Task brief —
Beneath this instruction is a listing; print exactly the lines in it starting at the line that contains "repository 78a08b3b0860f74c" and going through the line that contains "observe the cancellation.".

Records shown —
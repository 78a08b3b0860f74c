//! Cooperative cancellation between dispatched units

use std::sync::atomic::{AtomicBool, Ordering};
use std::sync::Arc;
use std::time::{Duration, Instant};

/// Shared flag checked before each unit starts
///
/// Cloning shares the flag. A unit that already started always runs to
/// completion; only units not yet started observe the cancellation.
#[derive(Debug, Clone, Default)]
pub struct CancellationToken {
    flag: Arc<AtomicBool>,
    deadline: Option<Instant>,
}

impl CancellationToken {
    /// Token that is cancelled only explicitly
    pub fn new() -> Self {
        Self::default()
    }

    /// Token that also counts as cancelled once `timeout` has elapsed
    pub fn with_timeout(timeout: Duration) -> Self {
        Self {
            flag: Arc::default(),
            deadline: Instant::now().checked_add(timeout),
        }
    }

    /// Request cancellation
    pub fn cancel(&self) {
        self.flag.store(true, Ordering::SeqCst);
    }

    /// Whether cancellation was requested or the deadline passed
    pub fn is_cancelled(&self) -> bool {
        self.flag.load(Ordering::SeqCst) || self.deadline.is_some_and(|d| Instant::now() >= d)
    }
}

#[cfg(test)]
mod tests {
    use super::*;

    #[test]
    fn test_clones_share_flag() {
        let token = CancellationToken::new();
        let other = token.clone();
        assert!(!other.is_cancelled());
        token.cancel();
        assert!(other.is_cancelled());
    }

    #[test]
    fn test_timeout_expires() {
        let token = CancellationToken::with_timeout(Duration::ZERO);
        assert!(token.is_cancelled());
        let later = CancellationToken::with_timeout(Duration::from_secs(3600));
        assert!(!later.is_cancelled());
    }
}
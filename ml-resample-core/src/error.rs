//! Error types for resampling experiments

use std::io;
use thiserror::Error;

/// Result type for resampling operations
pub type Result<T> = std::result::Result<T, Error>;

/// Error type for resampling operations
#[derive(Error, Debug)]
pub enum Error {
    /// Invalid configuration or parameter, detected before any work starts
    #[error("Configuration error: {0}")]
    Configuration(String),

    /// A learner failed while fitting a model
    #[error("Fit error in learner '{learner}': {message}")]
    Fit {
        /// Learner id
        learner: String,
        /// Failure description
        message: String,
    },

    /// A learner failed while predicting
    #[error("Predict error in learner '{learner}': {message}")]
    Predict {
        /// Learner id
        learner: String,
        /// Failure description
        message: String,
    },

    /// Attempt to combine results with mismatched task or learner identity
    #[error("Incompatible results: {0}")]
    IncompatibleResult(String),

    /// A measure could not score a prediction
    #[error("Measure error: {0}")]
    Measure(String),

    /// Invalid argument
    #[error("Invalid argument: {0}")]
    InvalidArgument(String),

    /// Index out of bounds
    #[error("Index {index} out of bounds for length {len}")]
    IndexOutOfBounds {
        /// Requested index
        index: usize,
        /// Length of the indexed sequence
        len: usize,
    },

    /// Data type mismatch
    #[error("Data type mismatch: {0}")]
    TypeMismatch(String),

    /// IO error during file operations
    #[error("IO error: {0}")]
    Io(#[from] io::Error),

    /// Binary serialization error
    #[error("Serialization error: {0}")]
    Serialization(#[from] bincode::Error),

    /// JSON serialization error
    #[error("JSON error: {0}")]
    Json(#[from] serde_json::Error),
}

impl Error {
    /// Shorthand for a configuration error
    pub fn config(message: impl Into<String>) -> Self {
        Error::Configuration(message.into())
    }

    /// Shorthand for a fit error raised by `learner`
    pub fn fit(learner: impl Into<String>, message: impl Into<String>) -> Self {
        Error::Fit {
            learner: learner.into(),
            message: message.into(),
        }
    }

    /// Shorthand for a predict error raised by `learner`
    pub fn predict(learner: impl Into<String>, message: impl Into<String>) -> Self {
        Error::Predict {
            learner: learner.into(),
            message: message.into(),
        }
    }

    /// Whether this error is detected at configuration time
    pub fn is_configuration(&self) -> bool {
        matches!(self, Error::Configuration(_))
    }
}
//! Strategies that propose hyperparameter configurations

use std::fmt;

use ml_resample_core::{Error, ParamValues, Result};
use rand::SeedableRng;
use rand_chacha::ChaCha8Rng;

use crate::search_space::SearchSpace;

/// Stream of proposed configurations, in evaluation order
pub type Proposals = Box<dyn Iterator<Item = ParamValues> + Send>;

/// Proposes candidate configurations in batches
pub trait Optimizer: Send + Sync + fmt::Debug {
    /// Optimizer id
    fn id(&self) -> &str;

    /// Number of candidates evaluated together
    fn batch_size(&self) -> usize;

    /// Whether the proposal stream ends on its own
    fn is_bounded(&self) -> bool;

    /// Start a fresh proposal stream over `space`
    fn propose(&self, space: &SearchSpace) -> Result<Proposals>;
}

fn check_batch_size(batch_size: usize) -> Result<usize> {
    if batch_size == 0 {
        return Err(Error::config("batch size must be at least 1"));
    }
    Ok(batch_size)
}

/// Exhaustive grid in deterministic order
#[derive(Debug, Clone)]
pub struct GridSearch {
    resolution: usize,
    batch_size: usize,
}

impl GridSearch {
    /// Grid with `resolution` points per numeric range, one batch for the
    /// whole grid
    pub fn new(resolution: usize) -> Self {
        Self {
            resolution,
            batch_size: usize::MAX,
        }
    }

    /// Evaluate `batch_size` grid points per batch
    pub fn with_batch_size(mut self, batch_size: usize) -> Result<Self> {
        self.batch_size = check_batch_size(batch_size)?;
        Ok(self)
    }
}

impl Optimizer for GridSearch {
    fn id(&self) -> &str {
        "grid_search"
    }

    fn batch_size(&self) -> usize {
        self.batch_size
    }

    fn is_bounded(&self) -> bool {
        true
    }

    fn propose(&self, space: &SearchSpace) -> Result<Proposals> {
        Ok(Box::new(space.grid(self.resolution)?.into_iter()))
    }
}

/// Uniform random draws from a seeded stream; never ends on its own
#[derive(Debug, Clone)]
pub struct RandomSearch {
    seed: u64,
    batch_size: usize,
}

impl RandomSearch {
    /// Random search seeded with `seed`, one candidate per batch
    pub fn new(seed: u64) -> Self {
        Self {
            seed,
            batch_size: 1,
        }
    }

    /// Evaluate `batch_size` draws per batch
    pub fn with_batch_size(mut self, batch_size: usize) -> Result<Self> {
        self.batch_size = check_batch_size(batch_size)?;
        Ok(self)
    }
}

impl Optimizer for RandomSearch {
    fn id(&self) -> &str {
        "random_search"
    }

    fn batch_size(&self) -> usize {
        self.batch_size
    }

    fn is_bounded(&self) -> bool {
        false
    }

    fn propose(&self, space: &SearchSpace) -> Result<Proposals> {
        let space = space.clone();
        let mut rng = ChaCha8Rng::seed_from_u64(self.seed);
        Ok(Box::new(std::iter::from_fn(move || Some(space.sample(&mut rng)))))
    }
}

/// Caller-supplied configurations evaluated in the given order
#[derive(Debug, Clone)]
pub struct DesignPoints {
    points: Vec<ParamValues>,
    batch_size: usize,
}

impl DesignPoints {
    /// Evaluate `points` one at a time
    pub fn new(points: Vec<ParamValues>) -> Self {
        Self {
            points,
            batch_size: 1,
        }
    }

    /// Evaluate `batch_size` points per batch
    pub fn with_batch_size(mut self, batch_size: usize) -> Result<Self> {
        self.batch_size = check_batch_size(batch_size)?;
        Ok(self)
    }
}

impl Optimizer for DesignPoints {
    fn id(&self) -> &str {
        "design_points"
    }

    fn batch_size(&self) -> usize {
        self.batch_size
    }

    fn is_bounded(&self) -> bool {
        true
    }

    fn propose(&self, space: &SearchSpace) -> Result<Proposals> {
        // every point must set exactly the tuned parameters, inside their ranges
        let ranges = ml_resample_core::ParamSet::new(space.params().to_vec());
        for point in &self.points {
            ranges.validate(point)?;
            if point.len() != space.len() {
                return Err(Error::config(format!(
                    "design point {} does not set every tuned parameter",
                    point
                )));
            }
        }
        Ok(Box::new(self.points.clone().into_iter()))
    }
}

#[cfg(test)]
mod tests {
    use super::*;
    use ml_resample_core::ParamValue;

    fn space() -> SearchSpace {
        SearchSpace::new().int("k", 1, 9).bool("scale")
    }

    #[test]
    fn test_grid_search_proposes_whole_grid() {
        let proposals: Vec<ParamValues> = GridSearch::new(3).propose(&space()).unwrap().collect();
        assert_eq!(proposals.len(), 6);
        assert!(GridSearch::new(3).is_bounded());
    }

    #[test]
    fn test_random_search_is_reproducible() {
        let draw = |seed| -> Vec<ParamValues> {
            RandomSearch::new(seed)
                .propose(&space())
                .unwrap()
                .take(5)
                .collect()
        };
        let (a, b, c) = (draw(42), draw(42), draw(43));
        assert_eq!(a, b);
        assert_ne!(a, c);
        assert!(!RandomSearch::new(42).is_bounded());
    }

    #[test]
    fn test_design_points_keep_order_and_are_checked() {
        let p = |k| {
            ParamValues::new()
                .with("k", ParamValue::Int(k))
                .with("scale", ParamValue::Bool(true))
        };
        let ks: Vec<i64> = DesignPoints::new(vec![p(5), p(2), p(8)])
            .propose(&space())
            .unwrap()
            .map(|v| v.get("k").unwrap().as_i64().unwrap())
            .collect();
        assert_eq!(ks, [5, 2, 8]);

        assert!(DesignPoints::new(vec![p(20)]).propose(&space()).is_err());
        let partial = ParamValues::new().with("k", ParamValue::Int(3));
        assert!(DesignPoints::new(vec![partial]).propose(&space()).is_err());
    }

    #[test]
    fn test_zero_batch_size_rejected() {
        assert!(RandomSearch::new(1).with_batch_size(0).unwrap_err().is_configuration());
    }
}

...

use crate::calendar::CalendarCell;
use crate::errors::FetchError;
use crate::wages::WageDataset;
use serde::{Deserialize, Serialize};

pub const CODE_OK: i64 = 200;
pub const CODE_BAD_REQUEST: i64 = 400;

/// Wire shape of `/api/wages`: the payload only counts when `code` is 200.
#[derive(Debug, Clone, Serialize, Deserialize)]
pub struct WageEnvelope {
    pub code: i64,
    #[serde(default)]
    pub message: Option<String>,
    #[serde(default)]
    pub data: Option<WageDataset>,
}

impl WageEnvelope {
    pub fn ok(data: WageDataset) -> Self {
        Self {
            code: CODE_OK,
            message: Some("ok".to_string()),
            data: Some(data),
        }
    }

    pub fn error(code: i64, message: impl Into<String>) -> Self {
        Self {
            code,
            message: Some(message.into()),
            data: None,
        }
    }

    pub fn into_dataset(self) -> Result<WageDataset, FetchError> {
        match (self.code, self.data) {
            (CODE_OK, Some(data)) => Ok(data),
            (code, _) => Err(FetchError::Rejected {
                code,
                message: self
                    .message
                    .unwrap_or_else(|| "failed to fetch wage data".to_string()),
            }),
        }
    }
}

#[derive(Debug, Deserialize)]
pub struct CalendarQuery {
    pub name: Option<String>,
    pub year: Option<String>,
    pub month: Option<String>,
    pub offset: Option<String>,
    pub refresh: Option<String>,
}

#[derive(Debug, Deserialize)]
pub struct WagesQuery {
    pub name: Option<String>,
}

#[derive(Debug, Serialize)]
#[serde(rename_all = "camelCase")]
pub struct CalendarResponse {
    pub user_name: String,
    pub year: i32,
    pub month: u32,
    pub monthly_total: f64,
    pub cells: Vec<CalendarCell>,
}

Response box —
repository 78a08b3b0860f74c
//! Cooperative cancellation between dispatched units

use std::sync::atomic::{AtomicBool, Ordering};
use std::sync::Arc;
use std::time::{Duration, Instant};

/// Shared flag checked before each unit starts
///
/// Cloning shares the flag. A unit that already started always runs to
/// completion; only units not yet started observe the cancellation.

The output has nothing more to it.